**Work instruction:** What you return should be every record, retyped without a single change.

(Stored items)
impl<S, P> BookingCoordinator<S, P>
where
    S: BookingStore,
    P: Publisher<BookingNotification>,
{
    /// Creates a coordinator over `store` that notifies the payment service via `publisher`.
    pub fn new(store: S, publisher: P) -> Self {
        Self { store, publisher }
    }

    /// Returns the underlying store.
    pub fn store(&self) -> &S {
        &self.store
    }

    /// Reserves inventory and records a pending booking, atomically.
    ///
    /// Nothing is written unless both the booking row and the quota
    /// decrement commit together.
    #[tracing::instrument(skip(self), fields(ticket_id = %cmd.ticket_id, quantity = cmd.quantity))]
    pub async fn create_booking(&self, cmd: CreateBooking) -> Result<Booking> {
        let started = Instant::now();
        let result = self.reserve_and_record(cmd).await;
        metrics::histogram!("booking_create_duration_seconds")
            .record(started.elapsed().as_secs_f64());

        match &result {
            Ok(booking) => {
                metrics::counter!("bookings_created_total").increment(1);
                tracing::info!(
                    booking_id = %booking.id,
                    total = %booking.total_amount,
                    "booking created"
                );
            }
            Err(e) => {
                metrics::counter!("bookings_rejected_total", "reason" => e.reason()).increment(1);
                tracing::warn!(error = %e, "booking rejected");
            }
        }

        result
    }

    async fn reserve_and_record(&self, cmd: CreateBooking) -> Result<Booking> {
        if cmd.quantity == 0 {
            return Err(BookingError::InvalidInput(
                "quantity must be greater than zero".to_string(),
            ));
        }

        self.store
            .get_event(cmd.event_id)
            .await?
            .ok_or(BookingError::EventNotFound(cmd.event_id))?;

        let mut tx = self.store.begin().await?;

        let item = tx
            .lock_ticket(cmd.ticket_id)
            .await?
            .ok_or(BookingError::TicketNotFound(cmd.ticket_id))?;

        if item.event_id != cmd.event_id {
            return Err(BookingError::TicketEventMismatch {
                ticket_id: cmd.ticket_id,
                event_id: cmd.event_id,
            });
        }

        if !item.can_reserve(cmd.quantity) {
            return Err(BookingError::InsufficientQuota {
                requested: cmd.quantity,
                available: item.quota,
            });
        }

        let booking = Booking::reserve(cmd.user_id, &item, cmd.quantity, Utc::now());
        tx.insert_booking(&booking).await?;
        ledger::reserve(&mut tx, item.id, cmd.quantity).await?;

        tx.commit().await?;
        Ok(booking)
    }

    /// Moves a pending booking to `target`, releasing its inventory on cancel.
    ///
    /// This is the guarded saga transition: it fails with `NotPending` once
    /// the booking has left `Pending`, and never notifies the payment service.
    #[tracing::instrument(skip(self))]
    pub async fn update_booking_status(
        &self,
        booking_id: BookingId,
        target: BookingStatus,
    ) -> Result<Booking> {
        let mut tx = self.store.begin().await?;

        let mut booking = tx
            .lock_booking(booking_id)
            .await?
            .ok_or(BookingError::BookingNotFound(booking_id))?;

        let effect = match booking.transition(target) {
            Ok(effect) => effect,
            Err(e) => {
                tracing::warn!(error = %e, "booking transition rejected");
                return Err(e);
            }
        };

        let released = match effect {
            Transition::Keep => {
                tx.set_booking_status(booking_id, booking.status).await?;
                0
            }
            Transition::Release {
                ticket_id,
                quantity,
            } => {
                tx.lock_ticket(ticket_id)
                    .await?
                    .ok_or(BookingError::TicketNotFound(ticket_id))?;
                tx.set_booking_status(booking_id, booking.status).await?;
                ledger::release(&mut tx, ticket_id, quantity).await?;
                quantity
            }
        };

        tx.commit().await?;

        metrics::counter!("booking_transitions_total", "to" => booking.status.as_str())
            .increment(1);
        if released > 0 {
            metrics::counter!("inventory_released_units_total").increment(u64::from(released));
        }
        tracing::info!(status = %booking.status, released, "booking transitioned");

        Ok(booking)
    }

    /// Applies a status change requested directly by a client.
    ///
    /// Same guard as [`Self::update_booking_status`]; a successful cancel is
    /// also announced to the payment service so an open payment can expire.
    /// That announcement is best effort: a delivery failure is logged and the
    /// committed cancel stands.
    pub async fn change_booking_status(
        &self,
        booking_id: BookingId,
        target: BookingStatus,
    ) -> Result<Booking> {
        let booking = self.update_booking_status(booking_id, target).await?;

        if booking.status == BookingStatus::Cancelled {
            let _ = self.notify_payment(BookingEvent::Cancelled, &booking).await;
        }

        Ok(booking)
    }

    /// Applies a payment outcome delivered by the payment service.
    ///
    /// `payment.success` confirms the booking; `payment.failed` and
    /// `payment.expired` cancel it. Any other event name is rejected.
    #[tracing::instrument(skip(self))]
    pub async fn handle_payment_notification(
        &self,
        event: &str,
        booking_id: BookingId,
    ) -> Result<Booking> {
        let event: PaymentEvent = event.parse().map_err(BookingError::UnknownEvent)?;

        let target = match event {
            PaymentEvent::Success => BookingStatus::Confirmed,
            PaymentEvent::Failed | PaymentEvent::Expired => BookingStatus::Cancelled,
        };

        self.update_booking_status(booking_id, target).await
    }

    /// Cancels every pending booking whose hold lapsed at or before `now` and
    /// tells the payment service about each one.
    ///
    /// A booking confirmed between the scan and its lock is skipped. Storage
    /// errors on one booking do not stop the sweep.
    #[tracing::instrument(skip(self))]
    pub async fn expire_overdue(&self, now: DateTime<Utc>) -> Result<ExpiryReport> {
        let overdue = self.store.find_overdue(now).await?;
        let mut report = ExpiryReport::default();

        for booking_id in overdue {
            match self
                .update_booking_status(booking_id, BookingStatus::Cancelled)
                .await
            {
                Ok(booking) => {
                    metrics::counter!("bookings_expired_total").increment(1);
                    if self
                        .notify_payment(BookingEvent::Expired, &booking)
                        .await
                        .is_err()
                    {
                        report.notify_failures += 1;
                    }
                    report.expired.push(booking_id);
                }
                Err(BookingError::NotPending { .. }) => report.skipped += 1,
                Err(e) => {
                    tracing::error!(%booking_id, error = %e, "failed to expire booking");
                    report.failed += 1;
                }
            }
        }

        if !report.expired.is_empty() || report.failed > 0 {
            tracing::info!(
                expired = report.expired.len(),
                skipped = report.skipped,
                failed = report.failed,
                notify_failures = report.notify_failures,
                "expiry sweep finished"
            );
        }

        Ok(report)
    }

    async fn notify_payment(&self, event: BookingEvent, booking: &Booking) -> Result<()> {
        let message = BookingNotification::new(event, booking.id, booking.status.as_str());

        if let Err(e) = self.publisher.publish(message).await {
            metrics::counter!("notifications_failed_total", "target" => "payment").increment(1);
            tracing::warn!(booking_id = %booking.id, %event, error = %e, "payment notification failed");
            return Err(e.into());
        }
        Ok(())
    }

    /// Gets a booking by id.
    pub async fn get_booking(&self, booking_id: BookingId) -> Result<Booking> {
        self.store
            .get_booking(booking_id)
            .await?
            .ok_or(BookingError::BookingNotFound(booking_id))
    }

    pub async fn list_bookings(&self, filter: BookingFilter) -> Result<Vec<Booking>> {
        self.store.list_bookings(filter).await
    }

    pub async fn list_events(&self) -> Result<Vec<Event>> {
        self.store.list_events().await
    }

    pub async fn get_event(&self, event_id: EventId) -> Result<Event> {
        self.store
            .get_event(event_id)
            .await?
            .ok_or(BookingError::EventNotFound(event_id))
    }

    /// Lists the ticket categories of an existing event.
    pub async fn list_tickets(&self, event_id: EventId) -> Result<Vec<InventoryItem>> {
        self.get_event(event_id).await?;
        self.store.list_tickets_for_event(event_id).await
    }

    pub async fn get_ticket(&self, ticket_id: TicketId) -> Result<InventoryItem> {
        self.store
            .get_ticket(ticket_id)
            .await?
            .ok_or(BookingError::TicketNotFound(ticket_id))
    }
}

**Written response:**
impl<S, P> BookingCoordinator<S, P>
where
    S: BookingStore,
    P: Publisher<BookingNotification>,
{
    /// Creates a coordinator over `store` that notifies the payment service via `publisher`.
    pub fn new(store: S, publisher: P) -> Self {
        Self { store, publisher }
    }

    /// Returns the underlying store.
    pub fn store(&self) -> &S {
        &self.store
    }

    /// Reserves inventory and records a pending booking, atomically.
    ///
    /// Nothing is written unless both the booking row and the quota
    /// decrement commit together.
    #[tracing::instrument(skip(self), fields(ticket_id = %cmd.ticket_id, quantity = cmd.quantity))]
    pub async fn create_booking(&self, cmd: CreateBooking) -> Result<Booking> {
        let started = Instant::now();
        let result = self.reserve_and_record(cmd).await;
        metrics::histogram!("booking_create_duration_seconds")
            .record(started.elapsed().as_secs_f64());

        match &result {
            Ok(booking) => {
                metrics::counter!("bookings_created_total").increment(1);
                tracing::info!(
                    booking_id = %booking.id,
                    total = %booking.total_amount,
                    "booking created"
                );
            }
            Err(e) => {
                metrics::counter!("bookings_rejected_total", "reason" => e.reason()).increment(1);
                tracing::warn!(error = %e, "booking rejected");
            }
        }

        result
    }

    async fn reserve_and_record(&self, cmd: CreateBooking) -> Result<Booking> {
        if cmd.quantity == 0 {
            return Err(BookingError::InvalidInput(
                "quantity must be greater than zero".to_string(),
            ));
        }

        self.store
            .get_event(cmd.event_id)
            .await?
            .ok_or(BookingError::EventNotFound(cmd.event_id))?;

        let mut tx = self.store.begin().await?;

        let item = tx
            .lock_ticket(cmd.ticket_id)
            .await?
            .ok_or(BookingError::TicketNotFound(cmd.ticket_id))?;

        if item.event_id != cmd.event_id {
            return Err(BookingError::TicketEventMismatch {
                ticket_id: cmd.ticket_id,
                event_id: cmd.event_id,
            });
        }

        if !item.can_reserve(cmd.quantity) {
            return Err(BookingError::InsufficientQuota {
                requested: cmd.quantity,
                available: item.quota,
            });
        }

        let booking = Booking::reserve(cmd.user_id, &item, cmd.quantity, Utc::now());
        tx.insert_booking(&booking).await?;
        ledger::reserve(&mut tx, item.id, cmd.quantity).await?;

        tx.commit().await?;
        Ok(booking)
    }

    /// Moves a pending booking to `target`, releasing its inventory on cancel.
    ///
    /// This is the guarded saga transition: it fails with `NotPending` once
    /// the booking has left `Pending`, and never notifies the payment service.
    #[tracing::instrument(skip(self))]
    pub async fn update_booking_status(
        &self,
        booking_id: BookingId,
        target: BookingStatus,
    ) -> Result<Booking> {
        let mut tx = self.store.begin().await?;

        let mut booking = tx
            .lock_booking(booking_id)
            .await?
            .ok_or(BookingError::BookingNotFound(booking_id))?;

        let effect = match booking.transition(target) {
            Ok(effect) => effect,
            Err(e) => {
                tracing::warn!(error = %e, "booking transition rejected");
                return Err(e);
            }
        };

        let released = match effect {
            Transition::Keep => {
                tx.set_booking_status(booking_id, booking.status).await?;
                0
            }
            Transition::Release {
                ticket_id,
                quantity,
            } => {
                tx.lock_ticket(ticket_id)
                    .await?
                    .ok_or(BookingError::TicketNotFound(ticket_id))?;
                tx.set_booking_status(booking_id, booking.status).await?;
                ledger::release(&mut tx, ticket_id, quantity).await?;
                quantity
            }
        };

        tx.commit().await?;

        metrics::counter!("booking_transitions_total", "to" => booking.status.as_str())
            .increment(1);
        if released > 0 {
            metrics::counter!("inventory_released_units_total").increment(u64::from(released));
        }
        tracing::info!(status = %booking.status, released, "booking transitioned");

        Ok(booking)
    }

    /// Applies a status change requested directly by a client.
    ///
    /// Same guard as [`Self::update_booking_status`]; a successful cancel is
    /// also announced to the payment service so an open payment can expire.
    /// That announcement is best effort: a delivery failure is logged and the
    /// committed cancel stands.
    pub async fn change_booking_status(
        &self,
        booking_id: BookingId,
        target: BookingStatus,
    ) -> Result<Booking> {
        let booking = self.update_booking_status(booking_id, target).await?;

        if booking.status == BookingStatus::Cancelled {
            let _ = self.notify_payment(BookingEvent::Cancelled, &booking).await;
        }

        Ok(booking)
    }

    /// Applies a payment outcome delivered by the payment service.
    ///
    /// `payment.success` confirms the booking; `payment.failed` and
    /// `payment.expired` cancel it. Any other event name is rejected.
    #[tracing::instrument(skip(self))]
    pub async fn handle_payment_notification(
        &self,
        event: &str,
        booking_id: BookingId,
    ) -> Result<Booking> {
        let event: PaymentEvent = event.parse().map_err(BookingError::UnknownEvent)?;

        let target = match event {
            PaymentEvent::Success => BookingStatus::Confirmed,
            PaymentEvent::Failed | PaymentEvent::Expired => BookingStatus::Cancelled,
        };

        self.update_booking_status(booking_id, target).await
    }

    /// Cancels every pending booking whose hold lapsed at or before `now` and
    /// tells the payment service about each one.
    ///
    /// A booking confirmed between the scan and its lock is skipped. Storage
    /// errors on one booking do not stop the sweep.
    #[tracing::instrument(skip(self))]
    pub async fn expire_overdue(&self, now: DateTime<Utc>) -> Result<ExpiryReport> {
        let overdue = self.store.find_overdue(now).await?;
        let mut report = ExpiryReport::default();

        for booking_id in overdue {
            match self
                .update_booking_status(booking_id, BookingStatus::Cancelled)
                .await
            {
                Ok(booking) => {
                    metrics::counter!("bookings_expired_total").increment(1);
                    if self
                        .notify_payment(BookingEvent::Expired, &booking)
                        .await
                        .is_err()
                    {
                        report.notify_failures += 1;
                    }
                    report.expired.push(booking_id);
                }
                Err(BookingError::NotPending { .. }) => report.skipped += 1,
                Err(e) => {
                    tracing::error!(%booking_id, error = %e, "failed to expire booking");
                    report.failed += 1;
                }
            }
        }

        if !report.expired.is_empty() || report.failed > 0 {
            tracing::info!(
                expired = report.expired.len(),
                skipped = report.skipped,
                failed = report.failed,
                notify_failures = report.notify_failures,
                "expiry sweep finished"
            );
        }

        Ok(report)
    }

    async fn notify_payment(&self, event: BookingEvent, booking: &Booking) -> Result<()> {
        let message = BookingNotification::new(event, booking.id, booking.status.as_str());

        if let Err(e) = self.publisher.publish(message).await {
            metrics::counter!("notifications_failed_total", "target" => "payment").increment(1);
            tracing::warn!(booking_id = %booking.id, %event, error = %e, "payment notification failed");
            return Err(e.into());
        }
        Ok(())
    }

    /// Gets a booking by id.
    pub async fn get_booking(&self, booking_id: BookingId) -> Result<Booking> {
        self.store
            .get_booking(booking_id)
            .await?
            .ok_or(BookingError::BookingNotFound(booking_id))
    }

    pub async fn list_bookings(&self, filter: BookingFilter) -> Result<Vec<Booking>> {
        self.store.list_bookings(filter).await
    }

    pub async fn list_events(&self) -> Result<Vec<Event>> {
        self.store.list_events().await
    }

    pub async fn get_event(&self, event_id: EventId) -> Result<Event> {
        self.store
            .get_event(event_id)
            .await?
            .ok_or(BookingError::EventNotFound(event_id))
    }

    /// Lists the ticket categories of an existing event.
    pub async fn list_tickets(&self, event_id: EventId) -> Result<Vec<InventoryItem>> {
        self.get_event(event_id).await?;
        self.store.list_tickets_for_event(event_id).await
    }

    pub async fn get_ticket(&self, ticket_id: TicketId) -> Result<InventoryItem> {
        self.store
            .get_ticket(ticket_id)
            .await?
            .ok_or(BookingError::TicketNotFound(ticket_id))
    }
}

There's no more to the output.